Am Ende dieses Jahrhunderts beginnt die Reise in die Schrecken, des Eises und der stumpfen Ruhe. Der größte denkbare Gegensatz zu allem; Einfachheit statt Klüngelei, Bitterkeit statt Larmoyanz, Gegenwart statt Nostalgie, Konstruktion statt Dekoration, Logik statt Trickfeffekt, Pathos statt Kitsch, Anklage statt Versöhnung - die filmische Reduktion der "Vergletscherung der Gefühle"! Ein Aufruhr gegen den Landschafts- und Seelenschwulst, gegen das Pittoreske und das Psychologische, gegen die großen Vorbilder, gegen die Kriegsherren, gegen den "guten" oder "gerechten" Krieg -Kinematographie a la MALICK zeigt es, der Glaube an das "Notwendige" pure, ist kein "schönes" Bild mehr. Wenn braunhäutige Kinder unter Palmen lächeln, im Meer baden, dann ist das die heutige Erinnerung; der Gang zur Gangway auf dem Flug in die Sonneninseln, die uns die "Welt des Friedens" bringen. Dabei steht der Krieg vor unserer Haustür. Vielleicht sieht das ein Mann wie er, besser als wir alle: Gesichter von Schmerz verzerrt; der Anfang und das Ende im ewigen Epos der Natur. "Wir sind alle Teil einer einzigen Seele" , "all diese Gesicher sind nur ein Mensch" sagt ein Soldat. Die Unschuld unseres Lebens ist für immer zerstört, jede Kriegsaufführung ist ein Triumph für all diejenigen, die in den symbolischen Exessen nur ihre eigene Haut retten wollen, die auf die Zerstörung der Gesittung hoffen, und die Körper fallen lassen, wenn ihnen danach ist. Alle Gedanken weben sich zu einem zusammen, zu einem endlosen inneren Monolog, nicht überdreht, kraftvoll erzählt, mit einer solchen Inbrunst, daß ich noch Stunden nach dem Kinogang tief betrübt vor einem Kaffee saß. Während ich selber verblutete, blickte mich die Kamera an, das Triebschicksal hatte mich wieder, das Geäst des Dschungels war der Bus, auf den ich wartete; in ihm weiß niemand etwas vom Sterben der Menschen.

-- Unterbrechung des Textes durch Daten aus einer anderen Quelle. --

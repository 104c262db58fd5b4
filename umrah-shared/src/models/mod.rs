pub mod events;

pub use events::{BookingConfirmedEvent, PackageStatusChangedEvent};
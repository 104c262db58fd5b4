pub mod manager;
pub mod orchestrator;
pub mod signature;
pub mod webhook;

pub use manager::{OrderError, PackageService};
pub use orchestrator::{MockPaymentGateway, PaymentOrchestrator};
pub use signature::{sign_payload, SignatureError, WebhookVerifier, DEFAULT_TOLERANCE_SECONDS};
pub use webhook::{EventOutcome, PaymentError, PaymentEventHandler};
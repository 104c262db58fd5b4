use async_trait::async_trait;
use uuid::Uuid;

use crate::booking::{Booking, BookingDetails, BookingInsert, NewBooking};
use crate::identity::UserId;
use crate::package::{
    FlightOption, HotelOption, NewFlightOption, NewHotelOption, NewPackage, NewRailwayOption,
    Package, PackageDetails, PackagePatch, PackageStatus, RailwayOption,
};

#[derive(Debug, thiserror::Error)]
pub enum RepositoryError {
    #[error("storage backend failure: {0}")]
    Backend(#[source] Box<dyn std::error::Error + Send + Sync>),
    #[error("corrupt row: {0}")]
    Corrupt(String),
    #[error("package {0} has a booking and cannot be deleted")]
    PackageLocked(Uuid),
    #[error("package {0} does not exist")]
    UnknownPackage(Uuid),
}

pub type RepositoryResult<T> = Result<T, RepositoryError>;

/// Outcome of a guarded status transition.
#[derive(Debug, Clone, Copy, PartialEq, Eq)]
pub enum TransitionOutcome {
    Applied,
    /// The package exists but was not in the expected source status.
    Skipped(PackageStatus),
    Missing,
}

/// Persistence for packages and their option snapshots.
///
/// Every user-facing method is scoped by `user_id`: a package owned by
/// someone else is reported exactly like one that does not exist (`None`).
#[async_trait]
pub trait PackageRepository: Send + Sync {
    async fn create_package(&self, user_id: UserId, fields: &NewPackage) -> RepositoryResult<Package>;

    async fn get_package(&self, user_id: UserId, id: Uuid) -> RepositoryResult<Option<PackageDetails>>;

    /// Newest first.
    async fn list_packages(&self, user_id: UserId) -> RepositoryResult<Vec<PackageDetails>>;

    async fn update_package(
        &self,
        user_id: UserId,
        id: Uuid,
        patch: &PackagePatch,
    ) -> RepositoryResult<Option<Package>>;

    /// Returns `false` when nothing owned by `user_id` matched.
    async fn delete_package(&self, user_id: UserId, id: Uuid) -> RepositoryResult<bool>;

    async fn add_flight_option(
        &self,
        user_id: UserId,
        package_id: Uuid,
        fields: &NewFlightOption,
    ) -> RepositoryResult<Option<FlightOption>>;

    async fn add_hotel_option(
        &self,
        user_id: UserId,
        package_id: Uuid,
        fields: &NewHotelOption,
    ) -> RepositoryResult<Option<HotelOption>>;

    async fn add_railway_option(
        &self,
        user_id: UserId,
        package_id: Uuid,
        fields: &NewRailwayOption,
    ) -> RepositoryResult<Option<RailwayOption>>;

    /// System-side transition used by payment processing: moves the package
    /// to `to` only if it is currently `from`.
    async fn transition_status(
        &self,
        package_id: Uuid,
        from: PackageStatus,
        to: PackageStatus,
    ) -> RepositoryResult<TransitionOutcome>;
}

/// Persistence for bookings.
#[async_trait]
pub trait BookingRepository: Send + Sync {
    /// Inserts the booking unless one already exists for the package, in
    /// which case the stored one is returned as [`BookingInsert::Existing`].
    /// Fails with [`RepositoryError::UnknownPackage`] when no such package exists.
    async fn create_booking(&self, fields: &NewBooking) -> RepositoryResult<BookingInsert>;

    async fn find_by_package(&self, package_id: Uuid) -> RepositoryResult<Option<Booking>>;

    /// Newest first.
    async fn list_bookings(&self, user_id: UserId) -> RepositoryResult<Vec<BookingDetails>>;
}
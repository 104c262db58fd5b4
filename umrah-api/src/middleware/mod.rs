pub mod auth;

pub use auth::{require_user, AuthUser, Claims};
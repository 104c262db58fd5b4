use rust_decimal::prelude::ToPrimitive;
use rust_decimal::{Decimal, RoundingStrategy};

/// Currency used for every price the reference datasets carry.
pub const DEFAULT_CURRENCY: &str = "EUR";

/// Converts a major-unit amount (e.g. 1234.50 EUR) to minor units (123450).
///
/// Sub-cent fractions are rounded half away from zero, matching how the
/// payment processor rounds amounts it is handed.
pub fn to_minor_units(amount: Decimal) -> Option<i64> {
    (amount * Decimal::ONE_HUNDRED)
        .round_dp_with_strategy(0, RoundingStrategy::MidpointAwayFromZero)
        .to_i64()
}

pub fn from_minor_units(minor: i64) -> Decimal {
    Decimal::new(minor, 2)
}
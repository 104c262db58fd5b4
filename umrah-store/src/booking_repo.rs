use async_trait::async_trait;
use chrono::{DateTime, NaiveDate, Utc};
use rust_decimal::Decimal;
use sqlx::PgPool;
use uuid::Uuid;

use umrah_core::{
    Booking, BookingDetails, BookingInsert, BookingRepository, BookingStatus, NewBooking, PackageSummary,
    PaymentStatus, RepositoryError, RepositoryResult, UserId,
};

use crate::database::backend;

pub struct PgBookingRepository {
    pool: PgPool,
}

impl PgBookingRepository {
    pub fn new(pool: PgPool) -> Self {
        Self { pool }
    }
}

#[derive(sqlx::FromRow)]
struct BookingRow {
    id: Uuid,
    package_id: Uuid,
    user_id: Uuid,
    status: String,
    total_amount: Decimal,
    currency: String,
    payment_status: String,
    payment_intent_id: String,
    confirmation_number: String,
    created_at: DateTime<Utc>,
}

impl TryFrom<BookingRow> for Booking {
    type Error = RepositoryError;

    fn try_from(row: BookingRow) -> Result<Self, Self::Error> {
        let id = row.id;
        let corrupt = |e: umrah_core::CoreError| RepositoryError::Corrupt(format!("booking {}: {}", id, e));
        let status = row.status.parse::<BookingStatus>().map_err(corrupt)?;
        let payment_status = row.payment_status.parse::<PaymentStatus>().map_err(corrupt)?;

        Ok(Booking {
            id: row.id,
            package_id: row.package_id,
            user_id: UserId(row.user_id),
            status,
            total_amount: row.total_amount,
            currency: row.currency,
            payment_status,
            payment_intent_id: row.payment_intent_id,
            confirmation_number: row.confirmation_number,
            created_at: row.created_at,
        })
    }
}

/// A booking joined with its package; the package columns are null when the
/// package row is gone.
#[derive(sqlx::FromRow)]
struct BookingWithPackageRow {
    #[sqlx(flatten)]
    booking: BookingRow,
    pkg_departure_city: Option<String>,
    pkg_departure_date: Option<NaiveDate>,
    pkg_return_date: Option<NaiveDate>,
    pkg_adults: Option<i32>,
    pkg_children: Option<i32>,
}

impl TryFrom<BookingWithPackageRow> for BookingDetails {
    type Error = RepositoryError;

    fn try_from(row: BookingWithPackageRow) -> Result<Self, Self::Error> {
        let package_id = row.booking.package_id;
        let packages = match (
            row.pkg_departure_city,
            row.pkg_departure_date,
            row.pkg_return_date,
            row.pkg_adults,
            row.pkg_children,
        ) {
            (Some(departure_city), Some(departure_date), Some(return_date), Some(adults), Some(children)) => {
                Some(PackageSummary {
                    id: package_id,
                    departure_city,
                    departure_date,
                    return_date,
                    adults,
                    children,
                })
            }
            _ => None,
        };

        Ok(BookingDetails {
            booking: Booking::try_from(row.booking)?,
            packages,
        })
    }
}

#[async_trait]
impl BookingRepository for PgBookingRepository {
    async fn create_booking(&self, fields: &NewBooking) -> RepositoryResult<BookingInsert> {
        let booking = Booking::confirmed(fields);

        let inserted = sqlx::query_as::<_, BookingRow>(
            r#"
            INSERT INTO bookings (id, package_id, user_id, status, total_amount, currency, payment_status, payment_intent_id, confirmation_number, created_at)
            VALUES ($1, $2, $3, $4, $5, $6, $7, $8, $9, $10)
            ON CONFLICT (package_id) DO NOTHING
            RETURNING *
            "#,
        )
        .bind(booking.id)
        .bind(booking.package_id)
        .bind(booking.user_id.as_uuid())
        .bind(booking.status.to_string())
        .bind(booking.total_amount)
        .bind(&booking.currency)
        .bind(booking.payment_status.to_string())
        .bind(&booking.payment_intent_id)
        .bind(&booking.confirmation_number)
        .bind(booking.created_at)
        .fetch_optional(&self.pool)
        .await
        .map_err(|err| {
            let missing_parent = matches!(&err, sqlx::Error::Database(db) if db.is_foreign_key_violation());
            if missing_parent {
                RepositoryError::UnknownPackage(fields.package_id)
            } else {
                backend(err)
            }
        })?;

        if let Some(row) = inserted {
            return Booking::try_from(row).map(BookingInsert::Created);
        }

        // Lost the race on the unique package_id: hand back the stored booking.
        match self.find_by_package(fields.package_id).await? {
            Some(existing) => Ok(BookingInsert::Existing(existing)),
            None => Err(RepositoryError::Corrupt(format!(
                "booking for package {} conflicted but could not be read back",
                fields.package_id
            ))),
        }
    }

    async fn find_by_package(&self, package_id: Uuid) -> RepositoryResult<Option<Booking>> {
        let row = sqlx::query_as::<_, BookingRow>("SELECT * FROM bookings WHERE package_id = $1")
            .bind(package_id)
            .fetch_optional(&self.pool)
            .await
            .map_err(backend)?;

        row.map(Booking::try_from).transpose()
    }

    async fn list_bookings(&self, user_id: UserId) -> RepositoryResult<Vec<BookingDetails>> {
        let rows = sqlx::query_as::<_, BookingWithPackageRow>(
            r#"
            SELECT b.*,
                   p.departure_city AS pkg_departure_city,
                   p.departure_date AS pkg_departure_date,
                   p.return_date AS pkg_return_date,
                   p.adults AS pkg_adults,
                   p.children AS pkg_children
            FROM bookings b
            LEFT JOIN packages p ON p.id = b.package_id
            WHERE b.user_id = $1
            ORDER BY b.created_at DESC
            "#,
        )
        .bind(user_id.as_uuid())
        .fetch_all(&self.pool)
        .await
        .map_err(backend)?;

        rows.into_iter().map(BookingDetails::try_from).collect()
    }
}
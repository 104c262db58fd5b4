pub mod booking;
pub mod identity;
pub mod package;
pub mod payment;
pub mod repository;

pub use booking::{
    Booking, BookingDetails, BookingInsert, BookingStatus, NewBooking, PackageSummary, PaymentStatus,
};
pub use identity::UserId;
pub use package::{
    check_amount, CreatePackageRequest, FlightOption, HotelOption, NewFlightOption, NewHotelOption, NewPackage,
    NewRailwayOption, Numeric, Package, PackageDetails, PackagePatch, PackageStatus,
    RailwayOption, UpdatePackageRequest,
};
pub use payment::{IntentStatus, PaymentGateway, PaymentIntent, PaymentIntentRequest};
pub use repository::{
    BookingRepository, PackageRepository, RepositoryError, RepositoryResult, TransitionOutcome,
};

#[derive(Debug, thiserror::Error)]
pub enum CoreError {
    #[error("Validation failed: {0}")]
    ValidationError(String),
    #[error("Payment gateway error: {0}")]
    GatewayError(String),
    #[error("Identity verification failed: {0}")]
    IdentityError(String),
}

pub type CoreResult<T> = Result<T, CoreError>;
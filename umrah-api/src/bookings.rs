use axum::{extract::State, routing::get, Extension, Json, Router};

use umrah_core::BookingDetails;

use crate::error::AppError;
use crate::middleware::AuthUser;
use crate::state::AppState;

pub fn routes() -> Router<AppState> {
    Router::new().route("/api/bookings", get(list_bookings))
}

/// GET /api/bookings
/// The caller's bookings, newest first, each with its package summary
async fn list_bookings(
    State(state): State<AppState>,
    Extension(AuthUser(user)): Extension<AuthUser>,
) -> Result<Json<Vec<BookingDetails>>, AppError> {
    Ok(Json(state.bookings.list_bookings(user).await?))
}
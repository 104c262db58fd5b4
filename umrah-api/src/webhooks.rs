use axum::{
    body::Bytes,
    extract::State,
    http::HeaderMap,
    routing::post,
    Json, Router,
};
use serde::Serialize;

use umrah_order::EventOutcome;

use crate::error::AppError;
use crate::state::AppState;

pub const SIGNATURE_HEADER: &str = "stripe-signature";

#[derive(Debug, Serialize)]
pub struct WebhookAck {
    pub received: bool,
}

pub fn routes() -> Router<AppState> {
    Router::new().route("/api/webhooks/stripe", post(handle_stripe_webhook))
}

/// POST /api/webhooks/stripe
/// The signature covers the exact bytes sent, so the body is taken raw.
async fn handle_stripe_webhook(
    State(state): State<AppState>,
    headers: HeaderMap,
    payload: Bytes,
) -> Result<Json<WebhookAck>, AppError> {
    let signature = headers.get(SIGNATURE_HEADER).and_then(|v| v.to_str().ok());

    match state.webhooks.handle(&payload, signature).await? {
        EventOutcome::BookingConfirmed { booking_id, created } => {
            tracing::info!("Webhook processed: booking {} (new: {})", booking_id, created);
        }
        EventOutcome::PaymentFailed { package_id } => {
            tracing::info!("Webhook processed: payment failed for package {}", package_id);
        }
        EventOutcome::Ignored { event_type } => {
            tracing::debug!("Webhook acknowledged without action: {}", event_type);
        }
    }

    Ok(Json(WebhookAck { received: true }))
}
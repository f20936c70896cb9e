pub mod error_tracking;

use std::sync::atomic::{AtomicU64, Ordering};

use tracing_subscriber::prelude::*;
use tracing_subscriber::{fmt, EnvFilter};

use crate::config::LoggingConfig;

/// Installs the global subscriber. `RUST_LOG` wins over `logging.level`.
pub fn init_tracing(config: &LoggingConfig) {
    let filter = EnvFilter::try_from_default_env()
        .unwrap_or_else(|_| EnvFilter::new(config.level.clone()));
    let registry = tracing_subscriber::registry().with(filter);

    if config.json_format {
        registry
            .with(
                fmt::layer()
                    .json()
                    .with_current_span(true)
                    .with_span_list(true),
            )
            .init();
    } else {
        registry.with(fmt::layer().pretty()).init();
    }
}

/// Process-wide counters rendered in Prometheus text format.
#[derive(Default)]
pub struct AppMetrics {
    request_count: AtomicU64,
    error_count: AtomicU64,
    auth_failure_count: AtomicU64,
    nearby_query_count: AtomicU64,
    latency_total_ms: AtomicU64,
    latency_count: AtomicU64,
}

impl AppMetrics {
    pub fn record_request(&self, status: u16, latency_ms: u64) {
        self.request_count.fetch_add(1, Ordering::Relaxed);
        if status >= 500 {
            self.error_count.fetch_add(1, Ordering::Relaxed);
        }
        self.latency_total_ms
            .fetch_add(latency_ms, Ordering::Relaxed);
        self.latency_count.fetch_add(1, Ordering::Relaxed);
    }

    pub fn record_auth_failure(&self) {
        self.auth_failure_count.fetch_add(1, Ordering::Relaxed);
    }

    pub fn record_nearby_query(&self) {
        self.nearby_query_count.fetch_add(1, Ordering::Relaxed);
    }

    pub fn render_prometheus(&self, db_size: u32, db_idle: usize) -> String {
        let count = self.latency_count.load(Ordering::Relaxed).max(1);
        let avg_latency = self.latency_total_ms.load(Ordering::Relaxed) as f64 / count as f64;

        format!(
            concat!(
                "# TYPE http_requests_total counter\n",
                "http_requests_total {}\n",
                "# TYPE http_error_total counter\n",
                "http_error_total {}\n",
                "# TYPE auth_failures_total counter\n",
                "auth_failures_total {}\n",
                "# TYPE recycler_nearby_queries_total counter\n",
                "recycler_nearby_queries_total {}\n",
                "# TYPE http_latency_avg_ms gauge\n",
                "http_latency_avg_ms {:.2}\n",
                "# TYPE db_pool_size gauge\n",
                "db_pool_size {}\n",
                "# TYPE db_pool_idle gauge\n",
                "db_pool_idle {}\n",
            ),
            self.request_count.load(Ordering::Relaxed),
            self.error_count.load(Ordering::Relaxed),
            self.auth_failure_count.load(Ordering::Relaxed),
            self.nearby_query_count.load(Ordering::Relaxed),
            avg_latency,
            db_size,
            db_idle,
        )
    }
}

"Der schmale Grat", das Fragment des wirklichen Lebens; nach 3 Stunden, die man mit dem Krieg verbringt, hat man mehr von ihm gesehen, als kriegerisches Kino es je zeigen kann. Der letzte Satz des Films lautet "Alle Dinge leuchten". Das Versprechen ist ein Kunstwerk.

Anmerkung: Der Film läuft seit dem 25. Februar in den Kinos. Darsteller wie: BEN CHAPLIN, GEORGE CLOONEY, JOHN TRAVOLTA, NICK NOLTE, WOODY HARRELSON, SEAN PENN, ADRIEN BRODY, JIM CAVIEZEL sollen auf einen erheblichen Teil ihrer Gage verzichtet haben, umdiesen Film machen zu können. Regisseur: TERRENCE MALICK.